By walking out of Parliament, the PPP is confirming it does not respect the role of the legislature, although the very Burnham constitution the PPP so vigorously defends now after belittling it from 1980 to 1992, references the role of the legislature.
In any event, a legislature is a key facet of any democratic state, whether it has a functioning or valid constitution or not. Walking out conveys weakness, cowardice and disrespect.
Imagine a party with incredible executive power choosing to walk out of Parliament. No matter how upset and peeved the PPP was about the proceedings, it had a moral duty as the other arm of the state (the executive) to at least remain in Parliament and register its complaints.
In walking out, the PPP, with its Cabinet sitting in Parliament, has actually strengthened the argument for separation of powers to keep the executive out of Parliament. Further, in its departure from the Parliamentary sitting, the PPP acted like the opposition has acted for the past 20 years, despite the fact that the PPP is in power. That exudes weakness and exposes the PPP’s many contradictions in its use of power since November 2011.
Despite its hold on extreme executive powers, the PPP continues to mistreat the legislature, which was elected by the free and fair voting of the populace.
I suspect the PPP has decided this is their new strategy – to suddenly walk out of the legislature. But to walk out over a mundane matter of setting up a heritage commission – something that will benefit the entire nation – is dumbness at its best.

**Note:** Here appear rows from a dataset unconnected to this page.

use super::{inv, lerp, mad, to_unorm, Pipeline};

// Enough for 8 RgbaF32 pixels.
const CHUNK_BYTES: usize = 16 * 8;

type Chunk = [u8; CHUNK_BYTES];

type Rgba<F> = (F, F, F, F);

#[inline(always)]
fn load_chunk<F: F32Lanes>(p: &Pipeline<F>, ctx: &MemoryCtx, bpp: usize) -> Chunk {
    let mut chunk = [0; CHUNK_BYTES];
    ctx.read(p.dx, p.dy, bpp, &mut chunk[..p.lanes() * bpp]);
    chunk
}

#[inline(always)]
fn store_chunk<F: F32Lanes>(p: &Pipeline<F>, ctx: &MemoryCtx, bpp: usize, chunk: &Chunk) {
    ctx.write(p.dx, p.dy, bpp, &chunk[..p.lanes() * bpp]);
}

#[inline(always)]
fn gather_chunk<F: F32Lanes>(ctx: &GatherCtx, ix: F::I32, bpp: usize) -> Chunk {
    let mut chunk = [0; CHUNK_BYTES];
    let ix = ix.to_array();
    for (i, index) in ix.as_ref().iter().enumerate() {
        chunk[i * bpp..(i + 1) * bpp].copy_from_slice(ctx.pixel(*index, bpp));
    }

    chunk
}

/// Turns coordinates into linear pixel indices, clamping them to the image.
#[inline(always)]
pub(super) fn gather_ix<F: F32Lanes>(ctx: &GatherCtx, x: F, y: F) -> F::I32 {
    let x = x.max(F::default()).min(F::splat(ctx.max_x()));
    let y = y.max(F::default()).min(F::splat(ctx.max_y()));

    y.trunc_int() * F::I32::splat(ctx.stride() as i32) + x.trunc_int()
}

/// Samples an `Rgba8888` image. Used by the fused samplers.
#[inline(always)]
pub(super) fn gather_8888_at<F: F32Lanes>(ctx: &GatherCtx, x: F, y: F) -> Rgba<F> {
    let bpp = PixelFormat::Rgba8888.bytes_per_pixel();
    let chunk = gather_chunk::<F>(ctx, gather_ix(ctx, x, y), bpp);
    decode_8888(&chunk, bpp)
}

#[inline(always)]
fn read_lanes<F: F32Lanes>(chunk: &Chunk, bpp: usize, offset: usize, f: impl Fn(&[u8]) -> u32) -> F::U32 {
    let mut v = <F::U32 as U32Lanes>::Array::default();
    for (i, lane) in v.as_mut().iter_mut().enumerate() {
        *lane = f(&chunk[i * bpp + offset..]);
    }

    F::U32::from_array(v)
}

#[inline(always)]
fn write_lanes<F: F32Lanes>(
    chunk: &mut Chunk,
    bpp: usize,
    offset: usize,
    v: F::U32,
    f: impl Fn(&mut [u8], u32),
) {
    let v = v.to_array();
    for (i, n) in v.as_ref().iter().enumerate() {
        f(&mut chunk[i * bpp + offset..], *n);
    }
}

fn read_u8(b: &[u8]) -> u32 {
    u32::from(b[0])
}

fn read_u16_le(b: &[u8]) -> u32 {
    u32::from(u16::from_le_bytes(*arrayref::array_ref!(b, 0, 2)))
}

fn read_u16_be(b: &[u8]) -> u32 {
    u32::from(u16::from_be_bytes(*arrayref::array_ref!(b, 0, 2)))
}

fn read_u32_le(b: &[u8]) -> u32 {
    u32::from_le_bytes(*arrayref::array_ref!(b, 0, 4))
}

fn write_u8(b: &mut [u8], n: u32) {
    b[0] = n as u8;
}

fn write_u16_le(b: &mut [u8], n: u32) {
    *arrayref::array_mut_ref!(b, 0, 2) = (n as u16).to_le_bytes();
}

fn write_u16_be(b: &mut [u8], n: u32) {
    *arrayref::array_mut_ref!(b, 0, 2) = (n as u16).to_be_bytes();
}

fn write_u32_le(b: &mut [u8], n: u32) {
    *arrayref::array_mut_ref!(b, 0, 4) = n.to_le_bytes();
}

/// Converts lanes that are known to fit into 31 bits.
#[inline(always)]
fn cast<F: F32Lanes>(v: F::U32) -> F {
    v.to_i32_bitcast().to_f32()
}

#[inline(always)]
fn from_byte<F: F32Lanes>(v: F::U32) -> F {
    cast::<F>(v) * F::splat(1.0 / 255.0)
}

#[inline(always)]
fn from_short<F: F32Lanes>(v: F::U32) -> F {
    cast::<F>(v) * F::splat(1.0 / 65535.0)
}

#[inline(always)]
fn bits<F: F32Lanes>(px: F::U32, shift: u32, mask: u32) -> F::U32 {
    px.shr(shift) & F::U32::splat(mask)
}

#[inline(always)]
fn from_half<F: F32Lanes>(h: F::U32) -> F {
    // Remember, a half is 1-5-10 (sign-exponent-mantissa) with 15 exponent bias.
    let s = h & F::U32::splat(0x8000);
    let em = h ^ s;

    // Convert to 1-8-23 float with 127 bias, flushing denorm halfs (including zero) to zero.
    let is_denorm = em.to_i32_bitcast().cmp_lt(F::I32::splat(0x0400));
    let f = s.shl(16) + em.shl(13) + F::U32::splat((127 - 15) << 23);
    is_denorm.blend(F::I32::default(), f.to_i32_bitcast()).to_f32_bitcast()
}

#[inline(always)]
fn to_half<F: F32Lanes>(f: F) -> F::U32 {
    // Remember, a float is 1-8-23 (sign-exponent-mantissa) with 127 exponent bias.
    let sem = f.to_u32_bitcast();
    let s = sem & F::U32::splat(0x8000_0000);
    let em = sem ^ s;

    // Convert to 1-5-10 half with 15 bias, flushing denorm halfs (including zero) to zero.
    // The mantissa is truncated.
    let is_denorm = em.to_i32_bitcast().cmp_lt(F::I32::splat(0x3880_0000));
    let h = s.shr(16) + em.shr(13) - F::U32::splat((127 - 15) << 10);
    is_denorm.blend(F::I32::default(), h.to_i32_bitcast()).to_u32_bitcast()
}

fn decode_a8<F: F32Lanes>(chunk: &Chunk, bpp: usize) -> Rgba<F> {
    let a = from_byte(read_lanes::<F>(chunk, bpp, 0, read_u8));
    (F::default(), F::default(), F::default(), a)
}

fn decode_g8<F: F32Lanes>(chunk: &Chunk, bpp: usize) -> Rgba<F> {
    let g = from_byte(read_lanes::<F>(chunk, bpp, 0, read_u8));
    (g, g, g, F::splat(1.0))
}

#[inline(always)]
fn from_565<F: F32Lanes>(px: F::U32) -> (F, F, F) {
    let r = cast::<F>(px & F::U32::splat(31 << 11)) * F::splat(1.0 / (31 << 11) as f32);
    let g = cast::<F>(px & F::U32::splat(63 << 5)) * F::splat(1.0 / (63 << 5) as f32);
    let b = cast::<F>(px & F::U32::splat(31)) * F::splat(1.0 / 31.0);
    (r, g, b)
}

fn decode_565<F: F32Lanes>(chunk: &Chunk, bpp: usize) -> Rgba<F> {
    let (r, g, b) = from_565(read_lanes::<F>(chunk, bpp, 0, read_u16_le));
    (r, g, b, F::splat(1.0))
}

fn decode_4444<F: F32Lanes>(chunk: &Chunk, bpp: usize) -> Rgba<F> {
    let px = read_lanes::<F>(chunk, bpp, 0, read_u16_le);
    let channel = |shift: u32| {
        cast::<F>(px & F::U32::splat(15 << shift)) * F::splat(1.0 / (15 << shift) as f32)
    };

    (channel(12), channel(8), channel(4), channel(0))
}

fn decode_8888<F: F32Lanes>(chunk: &Chunk, bpp: usize) -> Rgba<F> {
    let px = read_lanes::<F>(chunk, bpp, 0, read_u32_le);
    (
        from_byte(bits::<F>(px, 0, 0xff)),
        from_byte(bits::<F>(px, 8, 0xff)),
        from_byte(bits::<F>(px, 16, 0xff)),
        from_byte(px.shr(24)),
    )
}

fn decode_bgra<F: F32Lanes>(chunk: &Chunk, bpp: usize) -> Rgba<F> {
    let (b, g, r, a) = decode_8888(chunk, bpp);
    (r, g, b, a)
}

fn decode_1010102<F: F32Lanes>(chunk: &Chunk, bpp: usize) -> Rgba<F> {
    let px = read_lanes::<F>(chunk, bpp, 0, read_u32_le);
    let s = F::splat(1.0 / 1023.0);
    (
        cast::<F>(bits::<F>(px, 0, 0x3ff)) * s,
        cast::<F>(bits::<F>(px, 10, 0x3ff)) * s,
        cast::<F>(bits::<F>(px, 20, 0x3ff)) * s,
        cast::<F>(px.shr(30)) * F::splat(1.0 / 3.0),
    )
}

fn decode_rg88<F: F32Lanes>(chunk: &Chunk, bpp: usize) -> Rgba<F> {
    let px = read_lanes::<F>(chunk, bpp, 0, read_u16_le);
    (
        from_byte(bits::<F>(px, 0, 0xff)),
        from_byte(px.shr(8)),
        F::default(),
        F::splat(1.0),
    )
}

fn decode_rg1616<F: F32Lanes>(chunk: &Chunk, bpp: usize) -> Rgba<F> {
    (
        from_short(read_lanes::<F>(chunk, bpp, 0, read_u16_le)),
        from_short(read_lanes::<F>(chunk, bpp, 2, read_u16_le)),
        F::default(),
        F::splat(1.0),
    )
}

fn decode_16161616<F: F32Lanes>(chunk: &Chunk, bpp: usize) -> Rgba<F> {
    let channel = |i: usize| from_short(read_lanes::<F>(chunk, bpp, i * 2, read_u16_le));
    (channel(0), channel(1), channel(2), channel(3))
}

fn decode_u16_be<F: F32Lanes>(chunk: &Chunk, bpp: usize) -> Rgba<F> {
    let channel = |i: usize| from_short(read_lanes::<F>(chunk, bpp, i * 2, read_u16_be));
    (channel(0), channel(1), channel(2), channel(3))
}

fn decode_rgb_u16_be<F: F32Lanes>(chunk: &Chunk, bpp: usize) -> Rgba<F> {
    let channel = |i: usize| from_short(read_lanes::<F>(chunk, bpp, i * 2, read_u16_be));
    (channel(0), channel(1), channel(2), F::splat(1.0))
}

fn decode_f16<F: F32Lanes>(chunk: &Chunk, bpp: usize) -> Rgba<F> {
    let channel = |i: usize| from_half(read_lanes::<F>(chunk, bpp, i * 2, read_u16_le));
    (channel(0), channel(1), channel(2), channel(3))
}

fn decode_f32<F: F32Lanes>(chunk: &Chunk, bpp: usize) -> Rgba<F> {
    let channel = |i: usize| read_lanes::<F>(chunk, bpp, i * 4, read_u32_le).to_f32_bitcast();
    (channel(0), channel(1), channel(2), channel(3))
}

#[inline(always)]
fn unorm<F: F32Lanes>(v: F, scale: f32) -> F::U32 {
    to_unorm(v, scale).to_u32_bitcast()
}

fn encode_a8<F: F32Lanes>(chunk: &mut Chunk, bpp: usize, (_, _, _, a): Rgba<F>) {
    write_lanes::<F>(chunk, bpp, 0, unorm(a, 255.0), write_u8);
}

fn encode_565<F: F32Lanes>(chunk: &mut Chunk, bpp: usize, (r, g, b, _): Rgba<F>) {
    let px = unorm(r, 31.0).shl(11) | unorm(g, 63.0).shl(5) | unorm(b, 31.0);
    write_lanes::<F>(chunk, bpp, 0, px, write_u16_le);
}

fn encode_4444<F: F32Lanes>(chunk: &mut Chunk, bpp: usize, (r, g, b, a): Rgba<F>) {
    let px = unorm(r, 15.0).shl(12) | unorm(g, 15.0).shl(8) | unorm(b, 15.0).shl(4) | unorm(a, 15.0);
    write_lanes::<F>(chunk, bpp, 0, px, write_u16_le);
}

fn encode_8888<F: F32Lanes>(chunk: &mut Chunk, bpp: usize, (r, g, b, a): Rgba<F>) {
    let px = unorm(r, 255.0) | unorm(g, 255.0).shl(8) | unorm(b, 255.0).shl(16) | unorm(a, 255.0).shl(24);
    write_lanes::<F>(chunk, bpp, 0, px, write_u32_le);
}

fn encode_bgra<F: F32Lanes>(chunk: &mut Chunk, bpp: usize, (r, g, b, a): Rgba<F>) {
    encode_8888(chunk, bpp, (b, g, r, a));
}

fn encode_1010102<F: F32Lanes>(chunk: &mut Chunk, bpp: usize, (r, g, b, a): Rgba<F>) {
    let px = unorm(r, 1023.0)
        | unorm(g, 1023.0).shl(10)
        | unorm(b, 1023.0).shl(20)
        | unorm(a, 3.0).shl(30);
    write_lanes::<F>(chunk, bpp, 0, px, write_u32_le);
}

fn encode_rg88<F: F32Lanes>(chunk: &mut Chunk, bpp: usize, (r, g, _, _): Rgba<F>) {
    let px = unorm(r, 255.0) | unorm(g, 255.0).shl(8);
    write_lanes::<F>(chunk, bpp, 0, px, write_u16_le);
}

fn encode_rg1616<F: F32Lanes>(chunk: &mut Chunk, bpp: usize, (r, g, _, _): Rgba<F>) {
    write_lanes::<F>(chunk, bpp, 0, unorm(r, 65535.0), write_u16_le);
    write_lanes::<F>(chunk, bpp, 2, unorm(g, 65535.0), write_u16_le);
}

fn encode_16161616<F: F32Lanes>(chunk: &mut Chunk, bpp: usize, (r, g, b, a): Rgba<F>) {
    for (i, c) in [r, g, b, a].iter().enumerate() {
        write_lanes::<F>(chunk, bpp, i * 2, unorm(*c, 65535.0), write_u16_le);
    }
}

fn encode_u16_be<F: F32Lanes>(chunk: &mut Chunk, bpp: usize, (r, g, b, a): Rgba<F>) {
    for (i, c) in [r, g, b, a].iter().enumerate() {
        write_lanes::<F>(chunk, bpp, i * 2, unorm(*c, 65535.0), write_u16_be);
    }
}

fn encode_f16<F: F32Lanes>(chunk: &mut Chunk, bpp: usize, (r, g, b, a): Rgba<F>) {
    for (i, c) in [r, g, b, a].iter().enumerate() {
        write_lanes::<F>(chunk, bpp, i * 2, to_half(*c), write_u16_le);
    }
}

fn encode_f32<F: F32Lanes>(chunk: &mut Chunk, bpp: usize, (r, g, b, a): Rgba<F>) {
    for (i, c) in [r, g, b, a].iter().enumerate() {
        write_lanes::<F>(chunk, bpp, i * 4, c.to_u32_bitcast(), write_u32_le);
    }
}

macro_rules! load_stage {
    ($name:ident, $format:expr, $decode:ident) => {
        pub(super) fn $name<F: F32Lanes>(p: &mut Pipeline<F>, ctx: &MemoryCtx) {
            let bpp = $format.bytes_per_pixel();
            let chunk = load_chunk(p, ctx, bpp);
            let (r, g, b, a) = $decode::<F>(&chunk, bpp);
            p.r = r;
            p.g = g;
            p.b = b;
            p.a = a;
        }
    };
}

macro_rules! load_dst_stage {
    ($name:ident, $format:expr, $decode:ident) => {
        pub(super) fn $name<F: F32Lanes>(p: &mut Pipeline<F>, ctx: &MemoryCtx) {
            let bpp = $format.bytes_per_pixel();
            let chunk = load_chunk(p, ctx, bpp);
            let (r, g, b, a) = $decode::<F>(&chunk, bpp);
            p.dr = r;
            p.dg = g;
            p.db = b;
            p.da = a;
        }
    };
}

macro_rules! gather_stage {
    ($name:ident, $format:expr, $decode:ident) => {
        pub(super) fn $name<F: F32Lanes>(p: &mut Pipeline<F>, ctx: &GatherCtx) {
            let bpp = $format.bytes_per_pixel();
            let ix = gather_ix(ctx, p.r, p.g);
            let chunk = gather_chunk::<F>(ctx, ix, bpp);
            let (r, g, b, a) = $decode::<F>(&chunk, bpp);
            p.r = r;
            p.g = g;
            p.b = b;
            p.a = a;
        }
    };
}

macro_rules! store_stage {
    ($name:ident, $format:expr, $encode:ident) => {
        pub(super) fn $name<F: F32Lanes>(p: &mut Pipeline<F>, ctx: &MemoryCtx) {
            let bpp = $format.bytes_per_pixel();
            let mut chunk = [0; CHUNK_BYTES];
            $encode::<F>(&mut chunk, bpp, (p.r, p.g, p.b, p.a));
            store_chunk(p, ctx, bpp, &chunk);
        }
    };
}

It is clear that these so-called leaders have no appreciation of the moment and are incapable of making the right decisions in the right circumstances. The PPP may be testing a new strategy here of trying to seek political pity from adopting a victimized stance, but this will backfire. Nobody respects an elected government, minority or not, walking away from Parliament, particularly in Guyana, where even some PPP supporters see the new dispensation in Parliament as a good, redemptive thing for the country.
The PPP continues to stumble from one blunder to another. With their own internal polls showing a precipitous decline from the high 40s to the low 40s in national voter support and the Amerindians likely to make a mass exodus from the PPP in light of the recent court case on Amerindian lands, this is a party that could fall from power tomorrow if an election is held. The only saving grace for the PPP is the PNC is unlikely to capture any of those Amerindian voters who will leave the PPP, but the PPP is on the brink right now and it continues to walk ever closer to the edge.
From alienating its core supporters from voting in their own party elections to mistreating Amerindians – with an Amerindian Act now exposed as a dagger in the back – the PPP is in its final throes.